Thanks for noting, corrected.
You're welcome.
To clarify:
The point is that a few orders of magnitude can be visualized / grasped just by adding another step to the ladder, chopping off only as large a step as you can take at a time.
Then even a whole lotta orders of magnitude just become a short sequence of steps, going off of concepts you find more familiar.
I often start with 10^3 as "number of students in my high school", I have a distinct image of some school photo in the school yard where everyone was on there. After that e.g. the number of images (each showing one yard-full of students) in a photo album. Number of photo albums that could fit in an Ikea shelf. Number of Ikea shelves in a library. Etcetera, though that alone should get you to 10^10 or so.
Suddenly the steep mountain slope has a stairway, and doesn't seem quite so daunting anymore.
Imagining grains of sand can get you to bigger numbers faster.
A couple dozen orders of magnitude of nearly anything will tend to stretch beyond human borders of intuitive comprehension in either direction.
A couple dozen orders of magnitude = 1 mole (roughly). The relationship between a single molecule and a handful of the macroscopic substance.
Yes, I can handle numbers in terms of orders of magnitude. But I challenge you to picture yourself the size of a molecule, sitting "on the floor", looking towards your real body, and visualize what you would see without doing any calculations.
I'm not sure what the thought experiment is. For me to be shrunk to the size of a molecule, all of the molecules I am made of would have to be shrunk, as would the light waves I see by, leaving my perception of my body unchanged. I don't think this is the scenario you mean, but I don't know in what way to change this to make it the one you mean.
I just meant in a semi-magical, non-physical way, only for visualising scale.

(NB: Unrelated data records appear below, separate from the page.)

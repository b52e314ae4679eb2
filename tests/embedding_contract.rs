use std::cell::Cell;
use std::ffi::{CStr, c_char, c_void};
use std::ptr;

use vtk_gl_embedder::host::{HostGlLoader, HostRepaintHandle, HostRepaintRequester};
use vtk_gl_embedder::state::ShimState;
use vtk_gl_embedder::toolkit::headless::HeadlessToolkit;
use vtk_gl_embedder::toolkit::{InteractionStyle, InteractorEvent, SceneSpec};

unsafe extern "C" fn count_lookups(user_data: *mut c_void, name: *const c_char) -> *const c_void {
    let lookups = unsafe { &*(user_data as *const Cell<usize>) };
    assert!(!unsafe { CStr::from_ptr(name) }.to_bytes().is_empty());
    lookups.set(lookups.get() + 1);
    ptr::null()
}

unsafe extern "C" fn count_repaints(user_data: *mut c_void) {
    let repaints = unsafe { &*(user_data as *const Cell<u32>) };
    repaints.set(repaints.get() + 1);
}

fn loaded_state(lookups: &Cell<usize>) -> ShimState<HeadlessToolkit> {
    let mut state = ShimState::new(
        HeadlessToolkit::new(),
        InteractionStyle::TrackballCamera,
        SceneSpec::default(),
    );
    // Scoped like the host's loader: gone once load_gl returns.
    {
        let loader = HostGlLoader {
            user_data: lookups as *const Cell<usize> as *mut c_void,
            get_proc_address: Some(count_lookups),
        };
        state.load_gl(&loader);
    }
    state
}

#[test]
fn create_paint_press_destroy_scenario() {
    let lookups = Cell::new(0usize);
    let repaints = Cell::new(0u32);
    let requester = HostRepaintRequester {
        user_data: &repaints as *const Cell<u32> as *mut c_void,
        request_repaint: Some(count_repaints),
    };

    let mut state = loaded_state(&lookups);
    assert!(lookups.get() > 0);

    let handle = unsafe { HostRepaintHandle::from_raw(&requester) }.unwrap();
    state.create(800, 600, Box::new(handle)).unwrap();
    assert!(state.is_dirty());

    state.paint().unwrap();
    assert!(!state.is_dirty());

    let journal = state.toolkit().journal();
    journal.clear();

    state.update_mouse_down(true, false, false).unwrap();
    assert_eq!(journal.events(), vec![InteractorEvent::LeftButtonPress]);

    state.update_mouse_down(true, false, false).unwrap();
    assert_eq!(journal.events().len(), 1);

    state.destroy().unwrap();
    assert_eq!(repaints.get(), 0);
}

#[test]
fn dragging_asks_the_host_for_a_repaint() {
    let lookups = Cell::new(0usize);
    let repaints = Cell::new(0u32);
    let requester = HostRepaintRequester {
        user_data: &repaints as *const Cell<u32> as *mut c_void,
        request_repaint: Some(count_repaints),
    };

    let mut state = loaded_state(&lookups);
    let handle = unsafe { HostRepaintHandle::from_raw(&requester) }.unwrap();
    state.create(300, 300, Box::new(handle)).unwrap();
    state.paint().unwrap();

    state.update_mouse_down(true, false, false).unwrap();
    state.mouse_move(10, 10).unwrap();
    assert!(state.is_dirty());
    assert_eq!(repaints.get(), 1);

    state.paint().unwrap();
    assert!(!state.is_dirty());

    state.update_mouse_down(false, false, false).unwrap();
    state.mouse_move(20, 20).unwrap();
    assert!(!state.is_dirty());

    state.mouse_wheel(1).unwrap();
    assert!(state.is_dirty());
    assert_eq!(repaints.get(), 2);

    state.destroy().unwrap();
}

#[test]
fn wheel_events_follow_delta_sign() {
    let lookups = Cell::new(0usize);
    let requester = HostRepaintRequester {
        user_data: ptr::null_mut(),
        request_repaint: None,
    };
    let mut state = loaded_state(&lookups);
    let handle = unsafe { HostRepaintHandle::from_raw(&requester) }.unwrap();
    state.create(300, 300, Box::new(handle)).unwrap();
    let journal = state.toolkit().journal();
    journal.clear();

    state.mouse_wheel(0).unwrap();
    assert!(journal.events().is_empty());

    state.mouse_wheel(120).unwrap();
    assert_eq!(journal.count_event(InteractorEvent::MouseWheelForward), 1);

    state.mouse_wheel(-120).unwrap();
    assert_eq!(journal.count_event(InteractorEvent::MouseWheelBackward), 1);
    assert_eq!(journal.events().len(), 2);

    state.destroy().unwrap();
}

#[test]
fn resize_is_reported_back_exactly() {
    let lookups = Cell::new(0usize);
    let requester = HostRepaintRequester {
        user_data: ptr::null_mut(),
        request_repaint: None,
    };
    let mut state = loaded_state(&lookups);
    let handle = unsafe { HostRepaintHandle::from_raw(&requester) }.unwrap();
    state.create(300, 300, Box::new(handle)).unwrap();

    state.set_size(641, 479).unwrap();
    assert_eq!(state.size().unwrap(), (641, 479));

    state.destroy().unwrap();
}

Like a computer simulation of the world that scales up everything other than you twenty orders of magnitude, then uses some hacked-in rendering convention that lets you “see” without trouble from stuff like wavelengths.
Or if you want something more physical-like, imagine looking from “floor level” at a human statue 10 million light-years (relative to our c) in size, of correct proportions and colors (but no universe-crushing gravity), in a non-relativistic universe (to get around light-speed issues). Do you think you could tell the difference between that and a 10000 light-years one without seeing them side by side nor using instruments?

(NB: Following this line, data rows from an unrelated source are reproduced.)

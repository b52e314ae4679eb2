//! Embedder configuration.
//!
//! Read once from the JSON file named by `VTK_EMBEDDER_CONFIG`; any missing
//! field keeps its default, and no file at all means all defaults.

use std::path::{Path, PathBuf};

use anyhow::{Context, Result};
use log::info;
use serde::{Deserialize, Serialize};

use crate::constants::{CONFIG_ENV_VAR, DEFAULT_LOG_FILTER};
use crate::toolkit::bridge_loader::{default_library_name, resolve_library_path};
use crate::toolkit::{InteractionStyle, SceneSpec};

#[derive(Debug, Clone, PartialEq, Serialize, Deserialize)]
#[serde(default)]
pub struct EmbedderConfig {
    /// `env_logger` filter used when `RUST_LOG` is unset.
    pub log_filter: String,
    /// Directory holding the toolkit bridge; defaults to the executable's directory.
    pub toolkit_library_dir: Option<PathBuf>,
    /// Bridge file name; defaults to the platform name for `vtk_bridge`.
    pub toolkit_library_name: Option<String>,
    pub interaction_style: InteractionStyle,
    pub scene: SceneSpec,
}

impl Default for EmbedderConfig {
    fn default() -> Self {
        Self {
            log_filter: DEFAULT_LOG_FILTER.to_string(),
            toolkit_library_dir: None,
            toolkit_library_name: None,
            interaction_style: InteractionStyle::default(),
            scene: SceneSpec::default(),
        }
    }
}

impl EmbedderConfig {
    /// Loads the file named by `VTK_EMBEDDER_CONFIG`, or defaults when unset.
    pub fn load() -> Result<Self> {
        match std::env::var_os(CONFIG_ENV_VAR) {
            Some(path) => Self::from_file(Path::new(&path)),
            None => Ok(Self::default()),
        }
    }

    pub fn from_file(path: &Path) -> Result<Self> {
        let text = std::fs::read_to_string(path)
            .with_context(|| format!("Failed to read config file {}", path.display()))?;
        let config = Self::from_json(&text)
            .with_context(|| format!("Invalid config file {}", path.display()))?;
        info!("[Config] Loaded {}", path.display());
        Ok(config)
    }

    pub fn from_json(text: &str) -> Result<Self> {
        serde_json::from_str(text).context("Failed to parse embedder config JSON")
    }

    /// Full path of the toolkit bridge library.
    pub fn toolkit_library_path(&self) -> Result<PathBuf> {
        let name = self
            .toolkit_library_name
            .clone()
            .unwrap_or_else(default_library_name);
        resolve_library_path(self.toolkit_library_dir.as_deref(), &name)
    }
}

#[cfg(test)]
mod tests {
    use super::*;

    #[test]
    fn empty_object_is_all_defaults() {
        assert_eq!(EmbedderConfig::from_json("{}").unwrap(), EmbedderConfig::default());
    }

    #[test]
    fn overrides_apply() {
        let config = EmbedderConfig::from_json(
            r#"{
                "log_filter": "debug",
                "toolkit_library_dir": "/opt/vtk/lib",
                "toolkit_library_name": "libvtk_bridge_custom.so",
                "interaction_style": "JoystickCamera",
                "scene": { "renderer": { "reset_camera": false } }
            }"#,
        )
        .unwrap();
        assert_eq!(config.log_filter, "debug");
        assert_eq!(config.interaction_style, InteractionStyle::JoystickCamera);
        assert!(!config.scene.renderer.reset_camera);
        assert!(config.scene.renderer.automatic_light_creation);
        assert_eq!(config.scene.actors.len(), 1);
        assert_eq!(
            config.toolkit_library_path().unwrap(),
            PathBuf::from("/opt/vtk/lib/libvtk_bridge_custom.so")
        );
    }

    #[test]
    fn bad_json_is_an_error() {
        let err = EmbedderConfig::from_json("{ not json").unwrap_err();
        assert!(format!("{:#}", err).contains("Failed to parse embedder config JSON"));
    }

    #[test]
    fn missing_file_names_the_path() {
        let err = EmbedderConfig::from_file(Path::new("/nonexistent/embedder.json")).unwrap_err();
        assert!(format!("{:#}", err).contains("/nonexistent/embedder.json"));
    }
}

Then I'd see something like the ball-and-stick models that chemists build. We already know the shapes of molecules, and the photographs made of them in the last few years look just like that.
Of course, a molecule is rather notoriously outside the scale of our ability to visualize; it's small enough that our hardwired understanding of how materials are supposed to behave simply cease to apply.
Would a photograph of one help?
It seems comprehensibly big. It would take between three and four years to walk around the Earth, walking for a sustainable number of hours at a reasonable pace every day, if you could walk around it in a straight line.
Walk on the surface of a sphere, in a straight line?
A straight line in elliptic geometry, presumably.
That's called a "geodesic". I'm not sure why they don't just call it a "line", but they don't.
[joke mode] congratulations, you just walked into the ocean. [/joke mode]
Now, about looking down at the grand canyon floor from the glass platform to engage your visual cortex?